In 1986, eight-year-old Adelaide Wilson watches a TV commercial for the Hands Across America campaign, a (real life) charity and publicity event that aimed for people to hold hands in a human chain across the United States, tethered together. Soon after, Adelaide enters a fairground mirror ride on Santa Cruz beach, where she encounters a girl who looks exactly like her. In the present day, Adelaide returns to the beach with her family, only to find that their doppelgangers, armed with gold scissors, are trying to hunt them down. This is an incredibly simplified version of events, and Peele’s ambitious narrative takes many pit-stops along the way into the mad and the macabre. Above all, though, Us is deeply saturated in symbolism – symbolism that for some could be disruptive, but which worked for me. I could spend pages analysing each character’s name and each shot Media Studies-style, but I’ll leave that to the Youtube mansplainers.

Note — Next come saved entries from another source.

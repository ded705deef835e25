//! Error types for the MCP server

use podman_mcp_backend::BackendError;
use thiserror::Error;

/// Result type for MCP server setup
pub type Result<T> = std::result::Result<T, ServerError>;

/// Errors that can occur while setting up the MCP server
///
/// Errors from individual tool calls are not represented here; they are
/// reported to the client as error tool results.
#[derive(Error, Debug)]
pub enum ServerError {
    /// No usable podman backend could be selected or initialized
    #[error("Failed to initialize podman backend: {0}")]
    Backend(#[from] BackendError),
}
//! Container log collection.
//!
//! The engine multiplexes stdout and stderr into one body of frames, each
//! with an 8-byte header `[stream, 0, 0, 0, len (u32 BE)]`. Containers with
//! a TTY send raw bytes instead; those are treated as stdout.

use std::fmt::Display;
use std::time::Duration;

use bytes::Bytes;
use futures::{Stream, StreamExt};
use tokio::time::timeout;

use crate::error::BackendError;

/// Deadline for draining a log stream.
pub const LOGS_TIMEOUT: Duration = Duration::from_secs(30);

const HEADER_LEN: usize = 8;
const STDERR: u8 = 2;

/// Log output split by stream.
#[derive(Debug, Default, PartialEq, Eq)]
pub struct Demuxed {
    pub stdout: Vec<u8>,
    pub stderr: Vec<u8>,
}

impl Demuxed {
    /// stdout, then a newline and stderr when there is any.
    pub fn combined(&self) -> String {
        let mut out = String::from_utf8_lossy(&self.stdout).into_owned();
        if !self.stderr.is_empty() {
            if !out.is_empty() {
                out.push('\n');
            }
            out.push_str(&String::from_utf8_lossy(&self.stderr));
        }
        out
    }
}

fn is_header(bytes: &[u8]) -> bool {
    bytes.len() >= HEADER_LEN && bytes[0] <= STDERR && bytes[1..4] == [0, 0, 0]
}

/// Split a multiplexed log body into its streams.
pub fn demux(data: &[u8]) -> Demuxed {
    let mut out = Demuxed::default();
    if !is_header(data) {
        out.stdout.extend_from_slice(data);
        return out;
    }

    let mut pos = 0;
    while pos < data.len() {
        let rest = &data[pos..];
        if !is_header(rest) {
            // trailing bytes that are not a frame
            out.stdout.extend_from_slice(rest);
            break;
        }
        let len = u32::from_be_bytes([rest[4], rest[5], rest[6], rest[7]]) as usize;
        let end = (HEADER_LEN + len).min(rest.len());
        let payload = &rest[HEADER_LEN..end];
        if rest[0] == STDERR {
            out.stderr.extend_from_slice(payload);
        } else {
            out.stdout.extend_from_slice(payload);
        }
        pos += end;
    }
    out
}

/// Drain `body` to completion within `deadline` and demultiplex it.
///
/// A stream still open at the deadline is an error; partial output is
/// discarded.
pub async fn collect<S, E>(body: S, deadline: Duration) -> Result<Demuxed, BackendError>
where
    S: Stream<Item = Result<Bytes, E>> + Unpin,
    E: Display,
{
    let drained = timeout(deadline, async move {
        let mut body = body;
        let mut data = Vec::new();
        while let Some(chunk) = body.next().await {
            let chunk = chunk.map_err(|e| BackendError::connection(e.to_string()))?;
            data.extend_from_slice(&chunk);
        }
        Ok::<_, BackendError>(data)
    })
    .await
    .map_err(|_| BackendError::LogsTimeout)??;

    Ok(demux(&drained))
}
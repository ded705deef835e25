//! Settings for the Podman MCP server.
//!
//! There are two knobs that matter to the backend layer, the implementation
//! name and the list output format, plus logging. Values come from TOML
//! files and command-line overrides; see [`ConfigLoader`] for the order.
//!
//! ```toml
//! podman_impl = "api"     # or "cli"; empty selects automatically
//! output_format = "json"  # or "text"
//!
//! [logging]
//! level = "debug"
//! ```

mod error;
mod loader;

pub use error::ConfigError;
pub use loader::{ConfigLayer, ConfigLoader, LoggingLayer};

use serde::{Deserialize, Serialize};
use std::path::PathBuf;
use tracing::warn;

/// Root configuration for the server.
///
/// Represents the fully merged configuration from all sources.
#[derive(Debug, Clone, Serialize, Deserialize, Default, PartialEq, Eq)]
#[serde(default)]
pub struct PodmanConfig {
    /// Backend implementation name. Empty means auto-detect by priority.
    pub podman_impl: String,

    /// Rendering of list-style results
    pub output_format: OutputFormat,

    /// Logging configuration
    pub logging: LoggingConfig,
}

/// Output format for list operations.
///
/// Deserialization never fails: any value other than `json` or `text`
/// falls back to [`OutputFormat::Text`].
#[derive(Debug, Clone, Copy, Serialize, Deserialize, Default, PartialEq, Eq)]
#[serde(from = "String", into = "String")]
pub enum OutputFormat {
    /// Human-readable tables
    #[default]
    Text,
    /// Indented JSON documents
    Json,
}

impl OutputFormat {
    /// Parse a format name, falling back to text for unknown values.
    pub fn parse_lenient(s: &str) -> Self {
        match s.parse() {
            Ok(format) => format,
            Err(_) => {
                warn!("Unknown output format '{}', falling back to text", s);
                Self::Text
            }
        }
    }

    /// Whether list results should be rendered as JSON.
    pub fn is_json(self) -> bool {
        self == Self::Json
    }
}

impl std::fmt::Display for OutputFormat {
    fn fmt(&self, f: &mut std::fmt::Formatter<'_>) -> std::fmt::Result {
        match self {
            Self::Text => write!(f, "text"),
            Self::Json => write!(f, "json"),
        }
    }
}

impl std::str::FromStr for OutputFormat {
    type Err = ConfigError;

    fn from_str(s: &str) -> Result<Self, Self::Err> {
        match s.trim().to_lowercase().as_str() {
            "text" => Ok(Self::Text),
            "json" => Ok(Self::Json),
            _ => Err(ConfigError::invalid_value(
                "output_format",
                format!("unknown output format '{}'. Valid values: text, json", s),
            )),
        }
    }
}

impl From<String> for OutputFormat {
    fn from(s: String) -> Self {
        Self::parse_lenient(&s)
    }
}

impl From<OutputFormat> for String {
    fn from(format: OutputFormat) -> Self {
        format.to_string()
    }
}

/// Logging configuration.
#[derive(Debug, Clone, Serialize, Deserialize, PartialEq, Eq)]
#[serde(default)]
pub struct LoggingConfig {
    /// Log level (trace, debug, info, warn, error)
    pub level: String,

    /// Log file path (optional, stderr otherwise)
    #[serde(skip_serializing_if = "Option::is_none")]
    pub file: Option<PathBuf>,
}

impl Default for LoggingConfig {
    fn default() -> Self {
        Self {
            level: "info".to_string(),
            file: None,
        }
    }
}

/// CLI overrides for configuration values.
///
/// Used to apply command-line arguments over file-based config.
#[derive(Debug, Clone, Default)]
pub struct ConfigOverrides {
    /// Override backend implementation (ignored when empty)
    pub podman_impl: Option<String>,

    /// Override output format (unknown values fall back to text)
    pub output_format: Option<String>,

    /// Override log level
    pub log_level: Option<String>,
}

impl PodmanConfig {
    /// Apply CLI overrides to this configuration.
    pub fn apply_overrides(&mut self, overrides: &ConfigOverrides) {
        if let Some(ref name) = overrides.podman_impl {
            if !name.is_empty() {
                self.podman_impl = name.clone();
            }
        }

        if let Some(ref format) = overrides.output_format {
            self.output_format = OutputFormat::parse_lenient(format);
        }

        if let Some(ref level) = overrides.log_level {
            self.logging.level = level.clone();
        }
    }

    /// Builder-style variant of [`apply_overrides`](Self::apply_overrides).
    pub fn with_overrides(mut self, overrides: &ConfigOverrides) -> Self {
        self.apply_overrides(overrides);
        self
    }

    /// Whether the backend should be chosen automatically.
    pub fn auto_detect(&self) -> bool {
        self.podman_impl.is_empty()
    }
}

The Wilson family’s terrifying doppelgangers are called The Tethered, the result of a social experiment gone wrong and who are confined to live in the U.S’s underground, devoid of happiness and forced to cruelly mimic the actions of their above-ground counterparts, unable to speak and to enjoy life. They soon exact a plan to wreak revenge on the living, led by Adelaide’s Tethered counterpart, Red. The minute Red opens her mouth and begins to speak in a terrifying, distorted rasp, I had goosebumps of fear. Lupita Nyong’o’s grasp and mastery of the role was grippingly played out, with her character’s final, chilling twist executed with nuance and shock that turned the entire narrative on its head. When asked who she was, Red simply responds: “We are Americans.” The film’s title, Us, or rather U.S, is explained in one deft utterance.
The film doesn’t scrimp on symbolism, and the film probably requires more than one watch to fully notice every clever inclusion, from Zora’s subtle rabbit t-shirt foreshadowing to the relevance of Jeremiah 11:11 which goes: behold, I will bring evil upon them, which they shall not be able to escape. Perhaps better to unpick and analyse rather than consume as a piece of entertainment, Us seems like the scarier, slicker older brother to Get Out, yet manages to capture a concrete atmosphere of fear and discomfort more than its predecessor, a film that was critically acclaimed yet fell a little flat for me when released in 2017. It’s strange that I far preferred Us despite not being a fan of horror – perhaps indicative that Us is not reliant on being scary but rather focuses on being a deliberate and incisive attack on our psyche and inner demons.
Aesthetically pleasing and gorgeously shot, the film also enjoys a chillingly excellent soundtrack thanks to Michael Abels. Combining well-known songs like “Fuck Tha Police” and an eerie take of “I Got 5 On It” with more horror-typical screeching strings, the soundtrack played with horror-film tropes and didn’t rely on musically-enhanced jump scares to shock the audience. I like how the film does not attempt to explain everything to death, but having said that, I did feel a little lost about various important aspects, such as about how, by who, and why the Tethered were created; even just a touch of context would have been useful. Various other questions are raised and unanswered: why Jason can control his Tethered, why the Tethered had access to scissors and jumpsuits, etc. I didn’t mind this not being explained, but could see how others might find this frustrating.
It’s not until the film’s climactic ending that it seems strange how Adelaide knows that The Tethered “think like us.” It’s also made clear at the end why Red can talk whilst the other Tethered cannot. Without wanting to spoil anything, the film’s ending verged towards triteness, but Nyong’o’s prowess, coupled with just a mere exchange of looks between Adelaide and Jason, steered the narrative away from cheesiness and allowed the film to end on a nightmarish, mind-blowing conclusion.